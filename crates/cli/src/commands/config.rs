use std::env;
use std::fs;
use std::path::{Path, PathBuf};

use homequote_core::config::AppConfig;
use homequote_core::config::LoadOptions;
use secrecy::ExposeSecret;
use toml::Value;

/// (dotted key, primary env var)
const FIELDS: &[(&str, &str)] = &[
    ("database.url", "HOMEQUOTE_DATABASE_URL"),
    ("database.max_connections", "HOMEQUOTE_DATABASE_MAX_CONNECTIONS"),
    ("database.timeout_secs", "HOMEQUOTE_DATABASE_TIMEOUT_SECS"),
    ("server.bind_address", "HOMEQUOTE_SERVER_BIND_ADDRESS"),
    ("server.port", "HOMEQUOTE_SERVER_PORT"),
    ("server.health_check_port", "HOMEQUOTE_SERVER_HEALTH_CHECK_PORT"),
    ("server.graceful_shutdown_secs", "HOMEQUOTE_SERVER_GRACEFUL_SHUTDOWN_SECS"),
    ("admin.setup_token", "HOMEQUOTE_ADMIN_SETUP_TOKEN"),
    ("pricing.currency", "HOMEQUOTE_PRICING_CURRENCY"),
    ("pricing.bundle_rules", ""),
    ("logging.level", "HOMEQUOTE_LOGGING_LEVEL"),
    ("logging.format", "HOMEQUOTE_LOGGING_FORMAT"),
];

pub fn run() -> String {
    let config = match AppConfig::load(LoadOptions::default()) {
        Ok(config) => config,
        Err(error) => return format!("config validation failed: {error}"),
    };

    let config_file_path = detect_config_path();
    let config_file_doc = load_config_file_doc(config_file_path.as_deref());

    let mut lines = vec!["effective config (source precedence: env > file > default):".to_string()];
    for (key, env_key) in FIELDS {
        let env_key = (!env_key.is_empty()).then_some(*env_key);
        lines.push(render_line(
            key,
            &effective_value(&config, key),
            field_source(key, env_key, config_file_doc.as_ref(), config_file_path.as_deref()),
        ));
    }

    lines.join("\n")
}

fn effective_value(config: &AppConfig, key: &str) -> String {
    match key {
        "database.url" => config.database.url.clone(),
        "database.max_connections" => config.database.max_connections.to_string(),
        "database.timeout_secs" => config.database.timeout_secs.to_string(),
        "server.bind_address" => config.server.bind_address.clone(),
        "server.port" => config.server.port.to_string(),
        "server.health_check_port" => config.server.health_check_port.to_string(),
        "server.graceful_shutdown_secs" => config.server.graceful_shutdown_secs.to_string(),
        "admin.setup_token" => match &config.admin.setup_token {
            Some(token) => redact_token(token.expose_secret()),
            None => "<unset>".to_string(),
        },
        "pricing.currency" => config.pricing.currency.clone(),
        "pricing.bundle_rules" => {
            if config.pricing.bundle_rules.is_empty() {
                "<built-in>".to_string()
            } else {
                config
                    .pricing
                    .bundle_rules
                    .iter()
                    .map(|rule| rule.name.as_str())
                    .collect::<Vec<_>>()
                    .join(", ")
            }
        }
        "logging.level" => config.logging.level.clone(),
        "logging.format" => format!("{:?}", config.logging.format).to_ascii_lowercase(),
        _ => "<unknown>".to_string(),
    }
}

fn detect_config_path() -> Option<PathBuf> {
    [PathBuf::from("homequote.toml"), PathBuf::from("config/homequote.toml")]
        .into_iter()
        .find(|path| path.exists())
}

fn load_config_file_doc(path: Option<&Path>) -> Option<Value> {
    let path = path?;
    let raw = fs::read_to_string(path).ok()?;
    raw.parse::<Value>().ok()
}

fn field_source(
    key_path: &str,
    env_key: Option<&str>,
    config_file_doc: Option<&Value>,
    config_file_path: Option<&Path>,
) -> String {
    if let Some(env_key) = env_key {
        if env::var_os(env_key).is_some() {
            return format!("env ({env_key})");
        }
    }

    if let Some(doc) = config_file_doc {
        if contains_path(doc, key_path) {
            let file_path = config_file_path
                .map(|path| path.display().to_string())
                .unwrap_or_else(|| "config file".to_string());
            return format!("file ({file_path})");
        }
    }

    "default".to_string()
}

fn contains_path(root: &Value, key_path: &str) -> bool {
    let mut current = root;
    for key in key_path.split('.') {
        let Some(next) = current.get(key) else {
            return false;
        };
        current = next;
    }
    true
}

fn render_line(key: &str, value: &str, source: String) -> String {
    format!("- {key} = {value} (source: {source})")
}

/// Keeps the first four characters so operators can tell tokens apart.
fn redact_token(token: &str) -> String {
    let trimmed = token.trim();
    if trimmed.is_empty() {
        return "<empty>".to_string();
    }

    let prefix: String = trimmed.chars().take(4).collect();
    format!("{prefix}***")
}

......

## What is being asked
Retype the listing above in full, with no alterations.

## Response to the exercise
filename crates/cli/src/commands/config.rs
use std::env;
use std::fs;
use std::path::{Path, PathBuf};

use homequote_core::config::AppConfig;
use homequote_core::config::LoadOptions;
use secrecy::ExposeSecret;
use toml::Value;

/// (dotted key, primary env var)
const FIELDS: &[(&str, &str)] = &[
    ("database.url", "HOMEQUOTE_DATABASE_URL"),
    ("database.max_connections", "HOMEQUOTE_DATABASE_MAX_CONNECTIONS"),
    ("database.timeout_secs", "HOMEQUOTE_DATABASE_TIMEOUT_SECS"),
    ("server.bind_address", "HOMEQUOTE_SERVER_BIND_ADDRESS"),
    ("server.port", "HOMEQUOTE_SERVER_PORT"),
    ("server.health_check_port", "HOMEQUOTE_SERVER_HEALTH_CHECK_PORT"),
    ("server.graceful_shutdown_secs", "HOMEQUOTE_SERVER_GRACEFUL_SHUTDOWN_SECS"),
    ("admin.setup_token", "HOMEQUOTE_ADMIN_SETUP_TOKEN"),
    ("pricing.currency", "HOMEQUOTE_PRICING_CURRENCY"),
    ("pricing.bundle_rules", ""),
    ("logging.level", "HOMEQUOTE_LOGGING_LEVEL"),
    ("logging.format", "HOMEQUOTE_LOGGING_FORMAT"),
];

pub fn run() -> String {
    let config = match AppConfig::load(LoadOptions::default()) {
        Ok(config) => config,
        Err(error) => return format!("config validation failed: {error}"),
    };

    let config_file_path = detect_config_path();
    let config_file_doc = load_config_file_doc(config_file_path.as_deref());

    let mut lines = vec!["effective config (source precedence: env > file > default):".to_string()];
    for (key, env_key) in FIELDS {
        let env_key = (!env_key.is_empty()).then_some(*env_key);
        lines.push(render_line(
            key,
            &effective_value(&config, key),
            field_source(key, env_key, config_file_doc.as_ref(), config_file_path.as_deref()),
        ));
    }

    lines.join("\n")
}

fn effective_value(config: &AppConfig, key: &str) -> String {
    match key {
        "database.url" => config.database.url.clone(),
        "database.max_connections" => config.database.max_connections.to_string(),
        "database.timeout_secs" => config.database.timeout_secs.to_string(),
        "server.bind_address" => config.server.bind_address.clone(),
        "server.port" => config.server.port.to_string(),
        "server.health_check_port" => config.server.health_check_port.to_string(),
        "server.graceful_shutdown_secs" => config.server.graceful_shutdown_secs.to_string(),
        "admin.setup_token" => match &config.admin.setup_token {
            Some(token) => redact_token(token.expose_secret()),
            None => "<unset>".to_string(),
        },
        "pricing.currency" => config.pricing.currency.clone(),
        "pricing.bundle_rules" => {
            if config.pricing.bundle_rules.is_empty() {
                "<built-in>".to_string()
            } else {
                config
                    .pricing
                    .bundle_rules
                    .iter()
                    .map(|rule| rule.name.as_str())
                    .collect::<Vec<_>>()
                    .join(", ")
            }
        }
        "logging.level" => config.logging.level.clone(),
        "logging.format" => format!("{:?}", config.logging.format).to_ascii_lowercase(),
        _ => "<unknown>".to_string(),
    }
}

fn detect_config_path() -> Option<PathBuf> {
    [PathBuf::from("homequote.toml"), PathBuf::from("config/homequote.toml")]
        .into_iter()
        .find(|path| path.exists())
}

fn load_config_file_doc(path: Option<&Path>) -> Option<Value> {
    let path = path?;
    let raw = fs::read_to_string(path).ok()?;
    raw.parse::<Value>().ok()
}

fn field_source(
    key_path: &str,
    env_key: Option<&str>,
    config_file_doc: Option<&Value>,
    config_file_path: Option<&Path>,
) -> String {
    if let Some(env_key) = env_key {
        if env::var_os(env_key).is_some() {
            return format!("env ({env_key})");
        }
    }

    if let Some(doc) = config_file_doc {
        if contains_path(doc, key_path) {
            let file_path = config_file_path
                .map(|path| path.display().to_string())
                .unwrap_or_else(|| "config file".to_string());
            return format!("file ({file_path})");
        }
    }

    "default".to_string()
}

fn contains_path(root: &Value, key_path: &str) -> bool {
    let mut current = root;
    for key in key_path.split('.') {
        let Some(next) = current.get(key) else {
            return false;
        };
        current = next;
    }
    true
}

fn render_line(key: &str, value: &str, source: String) -> String {
    format!("- {key} = {value} (source: {source})")
}

/// Keeps the first four characters so operators can tell tokens apart.
fn redact_token(token: &str) -> String {
    let trimmed = token.trim();
    if trimmed.is_empty() {
        return "<empty>".to_string();
    }

    let prefix: String = trimmed.chars().take(4).collect();
    format!("{prefix}***")
}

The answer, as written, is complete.